Garden celery - uses for?

lathechuck's picture

I put a few celery plants into my garden late this summer, and did nothing in particular to constrain their growth. Instead of a pillar of palid stalks, I got a bush with lots of dark green leaves on dark green stalks. It was undamaged by a few frosty nights, but with a winter storm coming in (mid-December in the mid-Atlantic), I decided that harvest could not wait. So, what to do with a bunch of leafy celery?

I stripped the leaves off of the stalks, and made pesto (adding walnuts, parmesan cheese, fresh flat-leaf parsley, garlic, salt, and olive oil). I think it tastes good smeared on crackers, along side the soup described below. (My wife, who has a more sensitive palate than mine, said that the taste was too "sharp" for her.)

The stalks, stripped of their leaves, were chopped and sauteed with a chopped onion in olive oil. When tender, I added some water and a diced potato. When THAT was tender, I tried to mash it all into a cream-style soup, but it still turned out chunky. Added milk, salt, pepper, simmered for a few more minutes, and then served it. I liked it, but my wife found that celery is something that people can be allergic to, along with cantaloupes (which are a problem for her), so I didn't need to share it.

Celery freezes beautifully. Every part. Wash leaves and stalks carefully. Really carefully. Super carefully for thick, bushy leaves because they'll have critters hidden amongst the thicket of greens.

It depends on how much additional animal protein of uncertain origin you like in your diet.

You can sort the leaves from the stalks or mix them up. Chop very fine. Both ways work.

Then freeze in handful-size portions. Toss frozen lump into soup at the start of the cooking process.

ClareBroommaker's picture

Oh, no, your wife is allergic to celery?! That's not good.

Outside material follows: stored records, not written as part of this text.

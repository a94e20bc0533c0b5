use std::sync::OnceLock;
use regex::Regex;
use crate::error::{Error, Result};
use crate::executor::ShellKind;

#[derive(Debug, Clone, Copy, PartialEq, Eq)]
pub enum PackageAction {
    Install,
    Uninstall,
    Upgrade,
}

impl PackageAction {
    pub fn subcommand(self) -> &'static str {
        match self {
            PackageAction::Install => "install",
            PackageAction::Uninstall => "uninstall",
            PackageAction::Upgrade => "upgrade",
        }
    }

    /// Used in "Starting <noun> of <name>".
    pub fn noun(self) -> &'static str {
        match self {
            PackageAction::Install => "installation",
            PackageAction::Uninstall => "uninstallation",
            PackageAction::Upgrade => "upgrade",
        }
    }

    /// Used in "Error <gerund> <name>: ...".
    pub fn gerund(self) -> &'static str {
        match self {
            PackageAction::Install => "installing",
            PackageAction::Uninstall => "uninstalling",
            PackageAction::Upgrade => "upgrading",
        }
    }

    /// Install and uninstall re-list installed packages afterwards; upgrade does not.
    pub fn refreshes_cache(self) -> bool {
        !matches!(self, PackageAction::Upgrade)
    }
}

/// Builds command lines for the package-manager CLI.
#[derive(Debug, Clone)]
pub struct PackageManager {
    program: String,
    shell: ShellKind,
}

impl PackageManager {
    pub fn new(program: &str, shell: ShellKind) -> Self {
        Self {
            program: program.to_string(),
            shell,
        }
    }

    fn invoke(&self, args: &str) -> String {
        format!("{}{} {}", self.shell.call_prefix(), self.program, args)
    }

    pub fn list_installed(&self) -> String {
        self.invoke("list --limit-output --local-only")
    }

    pub fn search(&self, query: &str) -> String {
        let terms: Vec<String> = query
            .split_whitespace()
            .map(|term| self.shell.quote(term))
            .collect();
        self.invoke(&format!("search {} --limit-output", terms.join(" ")))
    }

    pub fn info(&self, name: &str) -> String {
        self.invoke(&format!("info {} --limit-output", self.shell.quote(name)))
    }

    /// Elevated, auto-confirmed command line for `action`. `name` must already be validated.
    pub fn action(&self, action: PackageAction, name: &str) -> String {
        let inner = format!("{} {} {} -y", self.program, action.subcommand(), name);
        self.shell.elevate(&inner)
    }
}

fn package_name_pattern() -> &'static Regex {
    static PATTERN: OnceLock<Regex> = OnceLock::new();
    PATTERN.get_or_init(|| {
        Regex::new(r"^[A-Za-z0-9][A-Za-z0-9._+-]*$").expect("package name pattern is valid")
    })
}

pub fn validate_package_name(name: &str) -> Result<&str> {
    if package_name_pattern().is_match(name) {
        Ok(name)
    } else {
        Err(Error::InvalidPackageName(name.to_string()))
    }
}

I usually put loads of chunky celery in cornbread dressing, but the leaves alone would give it lots of flavor. I also could see chopping the leaves very finely on a burger, since I sometimes put celery seed on a burger as it cooks. Otherwise I'd just use it bit by bit in soups. I think your creamed celery soup sounds great, even the lumps. Lumps just indicate homemade authenticity!

I know what you wife means by sharp celery. I'm not certain, but I think that might mean your celery could use more water during its growth next year. Some suggest growing it in garden trenches in order to swamp it with water sometimes. And I think its wild cousin is actually a swamp plant.

Maybe you could put bits of it it in grain dishes like risotto or bulghur salad (or the cooked equivalent). How about in meatballs or some kind of fried dough dishes like hush puppies or falafel?

alice's picture

Celery is also wonderful in traditional meat braises from Italy. I learned about it because my ears are usually alert for mentions of traditional ordinary people's food. A newspaper columnist mentioned a traditional menu rhyme* from Rome -- 'braised meat with celery' is one of the dishes . The celery imparts lovely flavour and cooks down as the meat braises to become really tender. I did it with oxtail the other week. £5 for an oxtail (best quality), braised with veg, and the meat is so rich it feeds about eight, I froze some of the meat then made broth with the bones.

*"Monday beans with pork rind, Tuesday braised meat with celery, Wednesday oxtail, Thursday se Dio vorrà, li gnocchi (if god wants, gnocchi), Friday fresh fish soup, Saturday tripe with sauce, Sunday supplì, or rice croquettes."

lathechuck's picture

When I started this thread, I mentioned that I thought that my "harvest could not wait" due to incoming cold weather. Well, I actually only harvested half of my celery, and the rest of it seems to have come through the week of cold weather (rain, sleet, 1-2" of snow, freezing rain, morning temps around 25F) without harm. This is without a cold frame or row cover, though I have tucked handfuls of leaves up around the base of the plant. The leaves at the ends of the stalks look just fine this morning, at about 40F.
So... I guess I'll whip up another batch of celery pesto for the New Year.

Sweet Tatorman's picture

I have never tried growing celery. Since my climate is similar to yours maybe I should give it a try. Did you grow from seed or from the bottoms of bought celery from the store? Any tips on growing that you care to offer? Thanks.

lathechuck's picture

I got them last fall at the local farmer's market.

We've had more nights in the low 20's (F), and the remaining plant looks perfectly healthy. It may be relevant that I stuffed a bunch of fallen leaves around it before the weather got cold.

I dry celery leaves and use them in soups. I love the flavour of celery in vegetable soup - it is a little bit salty. Celery leaves/stalks make a brilliant vegetable stock as well, very flavoursome.